Data extracted from a collection
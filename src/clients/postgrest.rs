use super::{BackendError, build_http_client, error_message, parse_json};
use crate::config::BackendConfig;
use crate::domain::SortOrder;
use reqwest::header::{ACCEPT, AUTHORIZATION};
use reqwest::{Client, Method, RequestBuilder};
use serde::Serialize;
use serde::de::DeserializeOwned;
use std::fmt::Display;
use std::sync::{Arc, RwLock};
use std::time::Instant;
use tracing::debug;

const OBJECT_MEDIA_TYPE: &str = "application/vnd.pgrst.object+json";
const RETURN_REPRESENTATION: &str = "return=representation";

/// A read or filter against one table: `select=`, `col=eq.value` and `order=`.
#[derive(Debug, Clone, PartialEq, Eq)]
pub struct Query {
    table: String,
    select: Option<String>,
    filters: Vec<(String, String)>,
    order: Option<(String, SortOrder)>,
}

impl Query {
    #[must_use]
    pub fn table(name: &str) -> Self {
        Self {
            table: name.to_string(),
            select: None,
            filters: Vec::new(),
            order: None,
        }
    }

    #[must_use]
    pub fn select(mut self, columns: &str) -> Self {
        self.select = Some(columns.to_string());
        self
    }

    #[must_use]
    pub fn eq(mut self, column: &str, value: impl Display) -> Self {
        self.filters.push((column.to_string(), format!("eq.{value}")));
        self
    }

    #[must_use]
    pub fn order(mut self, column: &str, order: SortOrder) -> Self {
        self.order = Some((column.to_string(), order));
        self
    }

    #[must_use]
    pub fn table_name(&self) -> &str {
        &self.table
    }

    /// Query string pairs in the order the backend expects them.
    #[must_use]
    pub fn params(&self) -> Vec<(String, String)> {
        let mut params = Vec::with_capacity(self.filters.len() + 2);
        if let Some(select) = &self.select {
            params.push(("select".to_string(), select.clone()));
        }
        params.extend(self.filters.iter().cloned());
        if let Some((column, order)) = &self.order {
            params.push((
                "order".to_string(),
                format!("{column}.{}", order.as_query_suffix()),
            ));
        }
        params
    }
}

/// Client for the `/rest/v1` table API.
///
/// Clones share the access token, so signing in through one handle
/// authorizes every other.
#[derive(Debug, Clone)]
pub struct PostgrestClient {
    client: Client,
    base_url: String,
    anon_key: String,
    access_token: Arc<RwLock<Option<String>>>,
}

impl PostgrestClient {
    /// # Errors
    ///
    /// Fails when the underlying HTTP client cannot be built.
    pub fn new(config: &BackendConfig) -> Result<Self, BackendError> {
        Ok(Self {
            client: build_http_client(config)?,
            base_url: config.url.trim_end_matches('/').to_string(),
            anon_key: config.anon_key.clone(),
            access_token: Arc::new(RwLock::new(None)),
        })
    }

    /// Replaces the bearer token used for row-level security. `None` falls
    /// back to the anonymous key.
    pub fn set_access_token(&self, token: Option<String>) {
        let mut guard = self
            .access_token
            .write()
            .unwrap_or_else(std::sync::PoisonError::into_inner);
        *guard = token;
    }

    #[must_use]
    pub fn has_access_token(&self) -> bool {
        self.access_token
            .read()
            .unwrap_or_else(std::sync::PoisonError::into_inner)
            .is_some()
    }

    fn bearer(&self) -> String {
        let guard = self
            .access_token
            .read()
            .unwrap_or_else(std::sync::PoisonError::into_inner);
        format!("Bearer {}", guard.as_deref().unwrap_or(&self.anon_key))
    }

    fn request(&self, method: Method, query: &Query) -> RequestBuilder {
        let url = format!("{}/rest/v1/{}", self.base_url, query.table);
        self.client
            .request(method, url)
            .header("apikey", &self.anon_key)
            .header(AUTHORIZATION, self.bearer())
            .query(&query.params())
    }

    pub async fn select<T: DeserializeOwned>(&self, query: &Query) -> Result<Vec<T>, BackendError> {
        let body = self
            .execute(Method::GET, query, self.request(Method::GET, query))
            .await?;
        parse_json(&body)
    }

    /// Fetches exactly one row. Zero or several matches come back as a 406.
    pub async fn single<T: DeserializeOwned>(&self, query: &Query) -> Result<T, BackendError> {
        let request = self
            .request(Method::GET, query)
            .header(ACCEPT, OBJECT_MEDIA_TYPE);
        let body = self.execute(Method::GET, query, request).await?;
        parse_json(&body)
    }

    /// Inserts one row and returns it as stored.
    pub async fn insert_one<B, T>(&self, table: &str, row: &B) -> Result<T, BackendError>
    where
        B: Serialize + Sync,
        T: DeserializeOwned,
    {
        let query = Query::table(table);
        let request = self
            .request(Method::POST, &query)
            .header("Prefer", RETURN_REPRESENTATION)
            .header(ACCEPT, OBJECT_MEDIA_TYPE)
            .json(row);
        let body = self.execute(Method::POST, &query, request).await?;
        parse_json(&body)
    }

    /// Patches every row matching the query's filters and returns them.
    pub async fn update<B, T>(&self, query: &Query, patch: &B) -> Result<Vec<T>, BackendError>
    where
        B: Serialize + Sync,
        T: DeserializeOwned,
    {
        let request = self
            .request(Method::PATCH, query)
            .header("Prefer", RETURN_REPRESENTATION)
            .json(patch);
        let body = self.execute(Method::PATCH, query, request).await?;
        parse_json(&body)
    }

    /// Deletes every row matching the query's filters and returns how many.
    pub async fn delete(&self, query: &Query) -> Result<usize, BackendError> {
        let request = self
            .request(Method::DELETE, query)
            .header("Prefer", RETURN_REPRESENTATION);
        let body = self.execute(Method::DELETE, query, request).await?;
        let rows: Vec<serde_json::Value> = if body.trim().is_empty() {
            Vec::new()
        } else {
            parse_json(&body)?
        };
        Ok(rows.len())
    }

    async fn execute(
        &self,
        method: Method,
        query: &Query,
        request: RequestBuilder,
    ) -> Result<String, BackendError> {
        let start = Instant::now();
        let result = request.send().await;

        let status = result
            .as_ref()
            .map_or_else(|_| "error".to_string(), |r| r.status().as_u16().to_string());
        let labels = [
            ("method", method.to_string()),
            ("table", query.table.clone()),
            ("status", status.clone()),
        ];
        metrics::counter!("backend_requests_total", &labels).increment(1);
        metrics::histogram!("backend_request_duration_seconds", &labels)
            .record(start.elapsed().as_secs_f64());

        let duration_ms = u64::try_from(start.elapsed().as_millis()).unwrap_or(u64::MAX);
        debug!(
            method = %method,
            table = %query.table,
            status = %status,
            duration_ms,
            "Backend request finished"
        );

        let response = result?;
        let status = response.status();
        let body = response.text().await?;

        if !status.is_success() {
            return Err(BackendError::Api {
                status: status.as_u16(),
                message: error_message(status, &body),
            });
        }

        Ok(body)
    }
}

==

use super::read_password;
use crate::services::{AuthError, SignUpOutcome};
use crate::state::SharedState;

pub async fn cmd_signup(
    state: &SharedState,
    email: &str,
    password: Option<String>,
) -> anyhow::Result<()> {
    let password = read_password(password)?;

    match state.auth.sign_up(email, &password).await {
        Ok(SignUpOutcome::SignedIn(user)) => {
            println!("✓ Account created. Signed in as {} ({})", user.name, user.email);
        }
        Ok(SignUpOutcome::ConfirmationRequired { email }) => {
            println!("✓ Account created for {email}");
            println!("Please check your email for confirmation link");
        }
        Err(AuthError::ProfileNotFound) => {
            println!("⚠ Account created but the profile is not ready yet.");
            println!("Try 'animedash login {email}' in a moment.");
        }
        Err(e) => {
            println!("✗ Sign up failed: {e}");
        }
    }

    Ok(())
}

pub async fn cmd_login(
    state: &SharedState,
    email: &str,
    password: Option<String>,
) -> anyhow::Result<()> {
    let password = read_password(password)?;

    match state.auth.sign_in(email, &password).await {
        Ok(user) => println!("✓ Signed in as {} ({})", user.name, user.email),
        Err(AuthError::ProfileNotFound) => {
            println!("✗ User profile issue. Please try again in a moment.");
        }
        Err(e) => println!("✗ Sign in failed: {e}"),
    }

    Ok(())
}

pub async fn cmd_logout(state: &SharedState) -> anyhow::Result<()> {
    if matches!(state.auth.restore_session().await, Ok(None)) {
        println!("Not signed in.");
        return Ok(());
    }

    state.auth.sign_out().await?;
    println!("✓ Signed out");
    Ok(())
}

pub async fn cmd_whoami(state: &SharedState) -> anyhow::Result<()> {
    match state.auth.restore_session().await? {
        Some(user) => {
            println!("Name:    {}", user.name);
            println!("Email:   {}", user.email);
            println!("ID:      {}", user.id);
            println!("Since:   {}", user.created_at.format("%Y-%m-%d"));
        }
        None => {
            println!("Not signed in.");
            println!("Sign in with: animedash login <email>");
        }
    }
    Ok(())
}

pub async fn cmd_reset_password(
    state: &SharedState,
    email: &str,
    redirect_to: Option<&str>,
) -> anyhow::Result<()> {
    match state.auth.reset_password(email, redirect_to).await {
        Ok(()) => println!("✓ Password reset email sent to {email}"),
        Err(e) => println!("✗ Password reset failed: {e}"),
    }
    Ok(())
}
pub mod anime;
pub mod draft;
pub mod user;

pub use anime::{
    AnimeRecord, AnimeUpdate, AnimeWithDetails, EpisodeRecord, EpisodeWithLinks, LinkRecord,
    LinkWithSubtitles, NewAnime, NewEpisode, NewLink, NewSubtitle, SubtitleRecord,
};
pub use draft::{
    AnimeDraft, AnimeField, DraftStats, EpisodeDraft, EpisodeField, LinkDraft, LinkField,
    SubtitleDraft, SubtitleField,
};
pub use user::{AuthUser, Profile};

--

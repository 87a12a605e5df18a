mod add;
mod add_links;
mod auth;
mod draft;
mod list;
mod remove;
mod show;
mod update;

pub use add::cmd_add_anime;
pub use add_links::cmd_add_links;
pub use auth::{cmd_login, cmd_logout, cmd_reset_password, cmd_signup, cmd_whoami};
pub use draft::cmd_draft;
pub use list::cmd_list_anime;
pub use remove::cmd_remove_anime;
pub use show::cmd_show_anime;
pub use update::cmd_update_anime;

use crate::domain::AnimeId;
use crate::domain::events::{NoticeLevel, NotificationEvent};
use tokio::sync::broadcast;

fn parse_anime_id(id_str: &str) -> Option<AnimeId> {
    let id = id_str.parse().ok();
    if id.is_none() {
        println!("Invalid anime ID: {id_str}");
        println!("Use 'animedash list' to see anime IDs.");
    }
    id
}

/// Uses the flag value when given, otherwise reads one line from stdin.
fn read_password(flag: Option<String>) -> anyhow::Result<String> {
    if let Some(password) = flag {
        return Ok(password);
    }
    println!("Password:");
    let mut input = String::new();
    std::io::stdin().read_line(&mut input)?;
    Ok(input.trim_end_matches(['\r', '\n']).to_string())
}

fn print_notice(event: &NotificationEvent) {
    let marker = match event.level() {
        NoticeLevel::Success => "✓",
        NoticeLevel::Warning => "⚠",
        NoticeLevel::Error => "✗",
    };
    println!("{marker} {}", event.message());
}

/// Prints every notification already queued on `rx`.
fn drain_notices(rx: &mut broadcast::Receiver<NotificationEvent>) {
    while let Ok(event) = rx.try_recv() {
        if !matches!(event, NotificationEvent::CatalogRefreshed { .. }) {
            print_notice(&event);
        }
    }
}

ASSIGNED TASK:
Reproduce only the lines above spanning from the line containing "self.order = Some((column.to_string(), order));" through the line containing "through one handle", word for word.

WRITTEN ANSWER:
        self.order = Some((column.to_string(), order));
        self
    }

    #[must_use]
    pub fn table_name(&self) -> &str {
        &self.table
    }

    /// Query string pairs in the order the backend expects them.
    #[must_use]
    pub fn params(&self) -> Vec<(String, String)> {
        let mut params = Vec::with_capacity(self.filters.len() + 2);
        if let Some(select) = &self.select {
            params.push(("select".to_string(), select.clone()));
        }
        params.extend(self.filters.iter().cloned());
        if let Some((column, order)) = &self.order {
            params.push((
                "order".to_string(),
                format!("{column}.{}", order.as_query_suffix()),
            ));
        }
        params
    }
}

/// Client for the `/rest/v1` table API.
///
/// Clones share the access token, so signing in through one handle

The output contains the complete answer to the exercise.